- [Problem to work on] Below are some entries. Copy each line that holds the string "direction".
● ● ●
//! Opaque handles into a netlist database.

tessel_common::define_id! {
    /// A sub-circuit (module definition, primitive or operator).
    NetlistId;
    /// A single-bit port of a netlist.
    PortId;
    /// A multi-bit port grouping single-bit ports.
    PortBusId;
    /// A single-bit net.
    NetId;
    /// A multi-bit net grouping single-bit nets.
    NetBusId;
    /// A placement of a netlist inside another netlist.
    InstanceId;
}
impl NetlistDb {
    /// Creates an empty database.
    pub fn new() -> Self {
        Self::default()
    }

    /// Adds a user netlist.
    pub fn add_netlist(&mut self, name: &str) -> NetlistId {
        self.add_typed_netlist(name, InstanceType::User)
    }

    /// Adds a netlist with an explicit type tag.
    pub fn add_typed_netlist(&mut self, name: &str, kind: InstanceType) -> NetlistId {
        self.netlists.alloc(NetlistData {
            name: name.to_string(),
            kind,
            blackbox: false,
            signed: false,
            ports: Vec::new(),
            port_buses: Vec::new(),
            nets: Vec::new(),
            net_buses: Vec::new(),
            instances: Vec::new(),
            references: Vec::new(),
            meta: Meta::default(),
        })
    }

    /// Marks a netlist as a black box.
    pub fn set_blackbox(&mut self, nl: NetlistId, blackbox: bool) {
        self.netlists[nl].blackbox = blackbox;
    }

    /// Marks an operator netlist as signed.
    pub fn set_signed(&mut self, nl: NetlistId, signed: bool) {
        self.netlists[nl].signed = signed;
    }

    /// Adds a port together with an internal net of the same name.
    pub fn add_port_with_net(
        &mut self,
        nl: NetlistId,
        name: &str,
        direction: Direction,
    ) -> (PortId, NetId) {
        let port = self.add_port(nl, name, direction);
        let net = self.add_net(nl, name);
        self.attach_net(port, net);
        (port, net)
    }

    /// Adds a port-bus `name[left:right]` with one element port per index.
    pub fn add_port_bus(
        &mut self,
        nl: NetlistId,
        name: &str,
        direction: Direction,
        left: i32,
        right: i32,
    ) -> PortBusId {
        let bus = self.port_buses.alloc(PortBusData {
            bus: BusData {
                name: name.to_string(),
                left,
                right,
                elements: Vec::new(),
                meta: Meta::default(),
            },
            direction,
            role: None,
        });
        for index in left.min(right)..=left.max(right) {
            let port = self.add_port(nl, &format!("{name}[{index}]"), direction);
            self.ports[port].bus = Some(bus);
            self.port_buses[bus].bus.elements.push(port);
        }
        self.netlists[nl].port_buses.push(bus);
        bus
    }

    /// Adds a net-bus `name[left:right]` with one element net per index.
    pub fn add_net_bus(&mut self, nl: NetlistId, name: &str, left: i32, right: i32) -> NetBusId {
        let bus = self.net_buses.alloc(NetBusData {
            bus: BusData {
                name: name.to_string(),
                left,
                right,
                elements: Vec::new(),
                meta: Meta::default(),
            },
        });
        for index in left.min(right)..=left.max(right) {
            let net = self.add_net(nl, &format!("{name}[{index}]"));
            self.nets[net].bus = Some(bus);
            self.net_buses[bus].bus.elements.push(net);
        }
        self.netlists[nl].net_buses.push(bus);
        bus
    }

    /// Attaches each element of a port-bus to the element of a net-bus at the same position.
    pub fn attach_bus(&mut self, port_bus: PortBusId, net_bus: NetBusId) {
        let pairs: Vec<(PortId, NetId)> = self.port_buses[port_bus]
            .bus
            .elements
            .iter()
            .copied()
            .zip(self.net_buses[net_bus].bus.elements.iter().copied())
            .collect();
        for (port, net) in pairs {
            self.attach_net(port, net);
        }
    }

    /// Sets the initial value character of a net.
    pub fn set_net_init(&mut self, net: NetId, value: char) {
        self.nets[net].init = Some(value);
    }

    /// Sets a string attribute on a net.
    pub fn set_net_attribute(&mut self, net: NetId, key: &str, value: &str) {
        self.set_attribute(Object::Net(net), key, value);
    }

    /// Marks a net as a RAM of `size` bits.
    pub fn set_ram(&mut self, net: NetId, size: u32, ascending: bool, init: Option<&str>) {
        self.nets[net].ram = Some(RamShape {
            size,
            ascending,
            init: init.map(str::to_string),
        });
    }

    /// Sets a string attribute on any object.
    pub fn set_attribute(&mut self, obj: Object, key: &str, value: &str) {
        self.meta_mut(obj)
            .attributes
            .insert(key.to_string(), value.to_string());
    }

    /// Sets the source location of any object.
    pub fn set_source_loc(&mut self, obj: Object, loc: SourceLoc) {
        self.meta_mut(obj).loc = Some(loc);
    }

    /// Places an instance of `view` inside `nl`.
    pub fn add_instance(&mut self, nl: NetlistId, name: &str, view: NetlistId) -> InstanceId {
        let inst = self.instances.alloc(InstanceData {
            name: name.to_string(),
            owner: nl,
            view,
            connections: Vec::new(),
            meta: Meta::default(),
        });
        self.netlists[nl].instances.push(inst);
        self.netlists[view].references.push(inst);
        inst
    }

    /// Connects the scalar pin playing `role`.
    ///
    /// # Panics
    ///
    /// Panics if the instance's view has no scalar port with that role.
    pub fn connect_role(&mut self, inst: InstanceId, role: PortRole, net: NetId) {
        let view = self.instances[inst].view;
        let port = self.netlists[view]
            .ports
            .iter()
            .copied()
            .find(|p| self.ports[*p].bus.is_none() && self.ports[*p].role == Some(role));
        match port {
            Some(port) => self.connect_pin(inst, port, net),
            None => panic!("view has no scalar port with role {role:?}"),
        }
    }

    /// Connects the bus playing `role`, least significant bit first.
    ///
    /// # Panics
    ///
    /// Panics if the instance's view has no bus with that role.
    pub fn connect_role_bus(&mut self, inst: InstanceId, role: PortRole, nets: &[NetId]) {
        let bus = match self.pin_bus(inst, role) {
            Some(bus) => bus,
            None => panic!("view has no bus with role {role:?}"),
        };
        let elements = self.port_buses[bus].bus.elements.clone();
        for (port, net) in elements.into_iter().zip(nets.iter().copied()) {
            self.connect_pin(inst, port, net);
        }
    }

    /// The shared view of a bit-level primitive, created on first use.
    pub fn primitive(&mut self, kind: InstanceType) -> NetlistId {
        if let Some(nl) = self.primitives.get(&kind) {
            return *nl;
        }
        let nl = self.add_typed_netlist(&format!("$prim${}", kind.name()), kind);
        for role in primitive_roles(kind) {
            let port = self.add_port(nl, role.default_name(), role.direction());
            self.ports[port].role = Some(*role);
        }
        self.primitives.insert(kind, nl);
        nl
    }

    /// Creates an operator view with role-tagged buses `[width-1:0]` and scalar ports.
    pub fn operator(
        &mut self,
        kind: InstanceType,
        name: &str,
        buses: &[(PortRole, u32)],
        scalars: &[PortRole],
        signed: bool,
    ) -> NetlistId {
        let nl = self.add_typed_netlist(name, kind);
        self.netlists[nl].signed = signed;
        for (role, width) in buses {
            let bus = self.add_port_bus(
                nl,
                role.default_name(),
                role.direction(),
                *width as i32 - 1,
                0,
            );
            self.port_buses[bus].role = Some(*role);
            for port in self.port_buses[bus].bus.elements.clone() {
                self.ports[port].role = Some(*role);
            }
        }
        for role in scalars {
            let port = self.add_port(nl, role.default_name(), role.direction());
            self.ports[port].role = Some(*role);
        }
        nl
    }

    /// The net of `nl` driven by a constant 0, created on first use.
    pub fn gnd_net(&mut self, nl: NetlistId) -> NetId {
        self.const_net(nl, false)
    }

    /// The net of `nl` driven by a constant 1, created on first use.
    pub fn pwr_net(&mut self, nl: NetlistId) -> NetId {
        self.const_net(nl, true)
    }

    fn const_net(&mut self, nl: NetlistId, value: bool) -> NetId {
        if let Some(net) = self.const_nets.get(&(nl, value)) {
            return *net;
        }
        let (name, kind) = if value {
            ("$pwr", InstanceType::Pwr)
        } else {
            ("$gnd", InstanceType::Gnd)
        };
        let net = self.add_net(nl, name);
        self.nets[net].constant = Some(value);
        let view = self.primitive(kind);
        let driver = self.add_instance(nl, &format!("{name}_driver"), view);
        self.connect_role(driver, PortRole::Output, net);
        self.const_nets.insert((nl, value), net);
        net
    }

    fn meta(&self, obj: Object) -> &Meta {
        match obj {
            Object::Netlist(id) => &self.netlists[id].meta,
            Object::Port(id) => &self.ports[id].meta,
            Object::PortBus(id) => &self.port_buses[id].bus.meta,
            Object::Net(id) => &self.nets[id].meta,
            Object::NetBus(id) => &self.net_buses[id].bus.meta,
            Object::Instance(id) => &self.instances[id].meta,
        }
    }

    fn meta_mut(&mut self, obj: Object) -> &mut Meta {
        match obj {
            Object::Netlist(id) => &mut self.netlists[id].meta,
            Object::Port(id) => &mut self.ports[id].meta,
            Object::PortBus(id) => &mut self.port_buses[id].bus.meta,
            Object::Net(id) => &mut self.nets[id].meta,
            Object::NetBus(id) => &mut self.net_buses[id].bus.meta,
            Object::Instance(id) => &mut self.instances[id].meta,
        }
    }
}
● ● ●
- [Result for this exercise]
        direction: Direction,
        let port = self.add_port(nl, name, direction);
        direction: Direction,
            direction,
            let port = self.add_port(nl, &format!("{name}[{index}]"), direction);
            let port = self.add_port(nl, role.default_name(), role.direction());
                role.direction(),
            let port = self.add_port(nl, role.default_name(), role.direction());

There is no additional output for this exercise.